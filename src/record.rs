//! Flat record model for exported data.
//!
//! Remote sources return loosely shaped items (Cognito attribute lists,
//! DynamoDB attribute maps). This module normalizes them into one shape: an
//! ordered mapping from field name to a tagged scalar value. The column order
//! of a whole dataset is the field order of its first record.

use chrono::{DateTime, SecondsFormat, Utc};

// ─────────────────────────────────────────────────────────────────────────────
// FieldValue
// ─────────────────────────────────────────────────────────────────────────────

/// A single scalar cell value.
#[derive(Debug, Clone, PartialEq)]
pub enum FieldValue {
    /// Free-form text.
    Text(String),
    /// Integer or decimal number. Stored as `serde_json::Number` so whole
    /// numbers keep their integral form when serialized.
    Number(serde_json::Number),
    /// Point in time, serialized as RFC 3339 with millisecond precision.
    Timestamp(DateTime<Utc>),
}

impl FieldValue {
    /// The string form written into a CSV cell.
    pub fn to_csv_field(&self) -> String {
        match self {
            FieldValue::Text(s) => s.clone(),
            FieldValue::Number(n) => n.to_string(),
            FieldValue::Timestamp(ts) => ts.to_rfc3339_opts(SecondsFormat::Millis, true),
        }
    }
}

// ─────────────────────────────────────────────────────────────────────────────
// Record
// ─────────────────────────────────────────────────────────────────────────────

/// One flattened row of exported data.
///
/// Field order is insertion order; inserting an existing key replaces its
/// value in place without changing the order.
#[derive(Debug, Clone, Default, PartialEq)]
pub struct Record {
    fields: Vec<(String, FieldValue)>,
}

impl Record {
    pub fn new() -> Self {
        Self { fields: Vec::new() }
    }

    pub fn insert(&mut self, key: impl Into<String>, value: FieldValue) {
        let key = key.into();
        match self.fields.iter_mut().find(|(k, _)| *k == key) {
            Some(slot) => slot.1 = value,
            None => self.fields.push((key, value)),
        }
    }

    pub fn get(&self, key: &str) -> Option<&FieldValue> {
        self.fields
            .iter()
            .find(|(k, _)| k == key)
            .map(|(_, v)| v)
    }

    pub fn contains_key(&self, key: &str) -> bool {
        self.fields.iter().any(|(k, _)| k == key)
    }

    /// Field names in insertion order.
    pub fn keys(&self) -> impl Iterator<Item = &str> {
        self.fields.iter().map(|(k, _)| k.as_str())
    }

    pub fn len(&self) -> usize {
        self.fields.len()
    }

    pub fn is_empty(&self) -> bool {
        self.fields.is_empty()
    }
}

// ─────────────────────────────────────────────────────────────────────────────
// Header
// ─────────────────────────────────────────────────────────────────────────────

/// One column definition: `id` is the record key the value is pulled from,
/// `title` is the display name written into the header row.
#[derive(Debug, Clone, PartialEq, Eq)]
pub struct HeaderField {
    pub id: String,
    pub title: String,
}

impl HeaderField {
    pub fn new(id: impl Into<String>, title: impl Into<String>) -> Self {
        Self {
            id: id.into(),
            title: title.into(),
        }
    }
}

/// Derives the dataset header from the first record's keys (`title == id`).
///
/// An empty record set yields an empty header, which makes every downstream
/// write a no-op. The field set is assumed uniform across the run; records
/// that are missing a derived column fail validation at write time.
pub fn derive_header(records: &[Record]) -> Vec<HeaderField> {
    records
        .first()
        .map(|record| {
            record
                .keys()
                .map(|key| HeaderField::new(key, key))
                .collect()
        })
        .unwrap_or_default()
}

----------

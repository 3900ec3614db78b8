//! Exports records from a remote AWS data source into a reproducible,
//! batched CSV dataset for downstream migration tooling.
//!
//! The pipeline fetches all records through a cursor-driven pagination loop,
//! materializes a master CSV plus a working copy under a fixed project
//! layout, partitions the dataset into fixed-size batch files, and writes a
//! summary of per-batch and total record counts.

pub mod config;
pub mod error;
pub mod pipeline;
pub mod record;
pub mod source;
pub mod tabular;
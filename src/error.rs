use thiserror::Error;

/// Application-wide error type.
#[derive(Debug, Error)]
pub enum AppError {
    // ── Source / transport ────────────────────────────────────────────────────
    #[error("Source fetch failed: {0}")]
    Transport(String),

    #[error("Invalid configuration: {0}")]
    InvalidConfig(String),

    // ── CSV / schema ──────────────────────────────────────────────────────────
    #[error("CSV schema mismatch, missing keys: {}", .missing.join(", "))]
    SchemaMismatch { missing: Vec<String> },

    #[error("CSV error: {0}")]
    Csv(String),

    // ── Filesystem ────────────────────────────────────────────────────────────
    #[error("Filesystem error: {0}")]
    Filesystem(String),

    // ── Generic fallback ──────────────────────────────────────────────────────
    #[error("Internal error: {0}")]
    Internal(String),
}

----------

_TASK OBJECTIVE_: Please transcribe only the lines in the records above running from the line that has "a fixed project" through the line that has "#[derive(Debug, Error)]", both included, exactly as they appear.

_ANSWER SPACE_:
//! materializes a master CSV plus a working copy under a fixed project
//! layout, partitions the dataset into fixed-size batch files, and writes a
//! summary of per-batch and total record counts.

pub mod config;
pub mod error;
pub mod pipeline;
pub mod record;
pub mod source;
pub mod tabular;
filename src/error.rs
use thiserror::Error;

/// Application-wide error type.
#[derive(Debug, Error)]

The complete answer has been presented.